- [What you should do]: All lines with the word "input" must be pulled from the entries below.

- [Extracted information]:
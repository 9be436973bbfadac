//! Client configuration

use serde::{Deserialize, Serialize};

/// How `JsonClient::build_post` encodes the JSON text it is given.
#[derive(Debug, Clone, Copy, Default, PartialEq, Eq, Serialize, Deserialize)]
#[serde(rename_all = "snake_case")]
pub enum PostEncoding {
    /// Send the JSON text bytes unchanged.
    #[default]
    Raw,
    /// Form-urlencode the JSON text, as a www-form POST of a string does.
    WwwForm,
}

/// What to do with a 2xx response whose body is not valid JSON.
///
/// An empty or whitespace-only body parses to `null` under either policy.
#[derive(Debug, Clone, Copy, Default, PartialEq, Eq, Serialize, Deserialize)]
#[serde(rename_all = "snake_case")]
pub enum ParsePolicy {
    /// Fail the request with `RequestError::Parse`.
    #[default]
    Strict,
    /// Hand `null` to the completion handler and log a warning.
    Lenient,
}

/// JSON client configuration
#[derive(Debug, Clone, Copy, Default, PartialEq, Eq, Serialize, Deserialize)]
#[serde(default)]
pub struct ClientConfig {
    pub post_encoding: PostEncoding,
    pub parse_policy: ParsePolicy,
}
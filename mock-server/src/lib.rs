use std::{collections::HashMap, sync::Arc};

use axum::{
    extract::{Path, State},
    http::{header, HeaderMap, Method, StatusCode},
    routing::{any, get, post},
    Form, Json, Router,
};
use serde_json::{json, Map, Value};
use tokio::{net::TcpListener, sync::RwLock};
use uuid::Uuid;

/// A stored item: an arbitrary JSON object whose `id` field is managed by
/// the server.
pub type Item = Map<String, Value>;

pub type Db = Arc<RwLock<HashMap<Uuid, Item>>>;

pub fn app() -> Router {
    let db: Db = Arc::new(RwLock::new(HashMap::new()));
    Router::new()
        .route("/items", get(list_items).post(create_item))
        .route(
            "/items/{id}",
            get(get_item).put(replace_item).patch(merge_item).delete(delete_item),
        )
        .route("/form", post(echo_form))
        .route("/echo", any(echo))
        .route("/status/{code}", any(status))
        .route("/text", get(text))
        .route("/binary", get(binary))
        .with_state(db)
}

pub async fn run(listener: TcpListener) -> Result<(), std::io::Error> {
    axum::serve(listener, app()).await
}

fn with_id(id: Uuid, mut item: Item) -> Item {
    item.insert("id".to_string(), Value::String(id.to_string()));
    item
}

async fn list_items(State(db): State<Db>) -> Json<Vec<Item>> {
    let items = db.read().await;
    Json(items.values().cloned().collect())
}

async fn create_item(State(db): State<Db>, Json(input): Json<Item>) -> (StatusCode, Json<Item>) {
    let id = Uuid::new_v4();
    let item = with_id(id, input);
    db.write().await.insert(id, item.clone());
    (StatusCode::CREATED, Json(item))
}

async fn get_item(State(db): State<Db>, Path(id): Path<Uuid>) -> Result<Json<Item>, StatusCode> {
    let items = db.read().await;
    items.get(&id).cloned().map(Json).ok_or(StatusCode::NOT_FOUND)
}

async fn replace_item(
    State(db): State<Db>,
    Path(id): Path<Uuid>,
    Json(input): Json<Item>,
) -> Result<Json<Item>, StatusCode> {
    let mut items = db.write().await;
    let item = items.get_mut(&id).ok_or(StatusCode::NOT_FOUND)?;
    *item = with_id(id, input);
    Ok(Json(item.clone()))
}

async fn merge_item(
    State(db): State<Db>,
    Path(id): Path<Uuid>,
    Json(input): Json<Item>,
) -> Result<Json<Item>, StatusCode> {
    let mut items = db.write().await;
    let item = items.get_mut(&id).ok_or(StatusCode::NOT_FOUND)?;
    for (key, value) in input {
        if key != "id" {
            item.insert(key, value);
        }
    }
    Ok(Json(item.clone()))
}

async fn delete_item(State(db): State<Db>, Path(id): Path<Uuid>) -> Result<StatusCode, StatusCode> {
    let mut items = db.write().await;
    items.remove(&id).map(|_| StatusCode::NO_CONTENT).ok_or(StatusCode::NOT_FOUND)
}

async fn echo_form(Form(fields): Form<HashMap<String, String>>) -> Json<HashMap<String, String>> {
    Json(fields)
}

/// Reflect the verb, content type, and raw body of any request.
async fn echo(method: Method, headers: HeaderMap, body: String) -> Json<Value> {
    let content_type = headers
        .get(header::CONTENT_TYPE)
        .and_then(|v| v.to_str().ok())
        .map(str::to_string);
    Json(json!({
        "method": method.as_str(),
        "content_type": content_type,
        "body": body,
    }))
}

async fn status(Path(code): Path<u16>) -> Result<(StatusCode, Json<Value>), StatusCode> {
    let status = StatusCode::from_u16(code).map_err(|_| StatusCode::BAD_REQUEST)?;
    let reason = status.canonical_reason().unwrap_or("unknown").to_lowercase();
    Ok((status, Json(json!({ "error": reason }))))
}

async fn text() -> &'static str {
    "plain text, not json"
}

/// A JSON-shaped body holding a byte that is not valid UTF-8.
async fn binary() -> ([(header::HeaderName, &'static str); 1], &'static [u8]) {
    ([(header::CONTENT_TYPE, "application/json")], b"{\"a\":\"\xff\"}")
}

- [Written answer]:
async fn create_item(State(db): State<Db>, Json(input): Json<Item>) -> (StatusCode, Json<Item>) {
    let item = with_id(id, input);
    Json(input): Json<Item>,
    *item = with_id(id, input);
    Json(input): Json<Item>,
    for (key, value) in input {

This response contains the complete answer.